WHAT YOU NEED TO DO. For each line in the data below that holds "when", return a copy.
================================
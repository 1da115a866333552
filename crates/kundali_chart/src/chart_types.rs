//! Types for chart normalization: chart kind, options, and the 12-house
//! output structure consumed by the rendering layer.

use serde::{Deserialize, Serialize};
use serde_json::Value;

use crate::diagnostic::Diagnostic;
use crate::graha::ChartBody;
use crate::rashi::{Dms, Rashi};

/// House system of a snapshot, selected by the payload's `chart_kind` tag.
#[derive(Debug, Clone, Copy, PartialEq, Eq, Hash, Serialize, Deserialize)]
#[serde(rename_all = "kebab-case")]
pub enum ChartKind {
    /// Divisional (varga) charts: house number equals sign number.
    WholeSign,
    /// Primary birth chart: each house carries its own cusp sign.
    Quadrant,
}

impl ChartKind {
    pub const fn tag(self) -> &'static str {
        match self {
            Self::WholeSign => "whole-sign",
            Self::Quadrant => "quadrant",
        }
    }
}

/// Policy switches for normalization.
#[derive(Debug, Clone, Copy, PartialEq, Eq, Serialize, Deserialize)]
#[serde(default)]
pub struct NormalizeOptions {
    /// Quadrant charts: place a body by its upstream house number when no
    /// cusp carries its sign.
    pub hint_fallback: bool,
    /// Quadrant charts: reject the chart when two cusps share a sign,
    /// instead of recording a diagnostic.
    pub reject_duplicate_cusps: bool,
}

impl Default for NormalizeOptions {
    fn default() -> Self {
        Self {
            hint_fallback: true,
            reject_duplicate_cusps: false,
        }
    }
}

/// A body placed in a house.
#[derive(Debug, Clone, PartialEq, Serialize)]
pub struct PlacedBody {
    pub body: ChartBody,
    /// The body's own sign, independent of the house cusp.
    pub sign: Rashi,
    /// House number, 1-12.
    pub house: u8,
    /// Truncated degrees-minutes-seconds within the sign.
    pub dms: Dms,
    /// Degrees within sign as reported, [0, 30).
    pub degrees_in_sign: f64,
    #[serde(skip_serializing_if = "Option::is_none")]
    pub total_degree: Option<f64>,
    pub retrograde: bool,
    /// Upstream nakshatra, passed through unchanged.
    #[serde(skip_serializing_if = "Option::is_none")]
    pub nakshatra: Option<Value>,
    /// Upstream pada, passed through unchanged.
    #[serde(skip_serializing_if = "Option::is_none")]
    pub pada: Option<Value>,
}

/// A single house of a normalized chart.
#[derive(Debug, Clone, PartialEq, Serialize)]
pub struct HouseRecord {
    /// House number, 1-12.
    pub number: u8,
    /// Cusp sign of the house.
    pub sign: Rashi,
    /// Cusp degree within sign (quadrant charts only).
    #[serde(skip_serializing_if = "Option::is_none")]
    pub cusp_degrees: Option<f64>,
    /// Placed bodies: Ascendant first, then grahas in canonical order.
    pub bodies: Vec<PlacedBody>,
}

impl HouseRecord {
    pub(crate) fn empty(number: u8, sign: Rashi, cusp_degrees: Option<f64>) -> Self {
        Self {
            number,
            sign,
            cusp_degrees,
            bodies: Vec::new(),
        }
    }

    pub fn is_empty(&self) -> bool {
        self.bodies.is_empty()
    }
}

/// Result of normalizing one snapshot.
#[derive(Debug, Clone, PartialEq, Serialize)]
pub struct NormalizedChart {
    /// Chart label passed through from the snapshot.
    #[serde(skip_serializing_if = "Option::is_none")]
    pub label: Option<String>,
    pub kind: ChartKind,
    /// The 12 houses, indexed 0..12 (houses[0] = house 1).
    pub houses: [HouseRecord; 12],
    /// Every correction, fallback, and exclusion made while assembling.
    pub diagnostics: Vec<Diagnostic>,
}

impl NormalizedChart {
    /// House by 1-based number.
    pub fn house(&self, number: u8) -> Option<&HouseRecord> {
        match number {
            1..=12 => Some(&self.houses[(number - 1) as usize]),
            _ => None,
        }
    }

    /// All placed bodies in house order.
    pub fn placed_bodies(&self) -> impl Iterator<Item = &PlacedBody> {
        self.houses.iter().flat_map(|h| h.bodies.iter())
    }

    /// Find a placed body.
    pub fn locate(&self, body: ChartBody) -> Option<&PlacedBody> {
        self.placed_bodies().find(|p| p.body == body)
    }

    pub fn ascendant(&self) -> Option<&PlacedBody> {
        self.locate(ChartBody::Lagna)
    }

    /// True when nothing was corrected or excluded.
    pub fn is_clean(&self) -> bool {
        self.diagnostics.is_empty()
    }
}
================================
WRITTEN SOLUTION.
    /// Quadrant charts: place a body by its upstream house number when no
    /// Quadrant charts: reject the chart when two cusps share a sign,
    /// True when nothing was corrected or excluded.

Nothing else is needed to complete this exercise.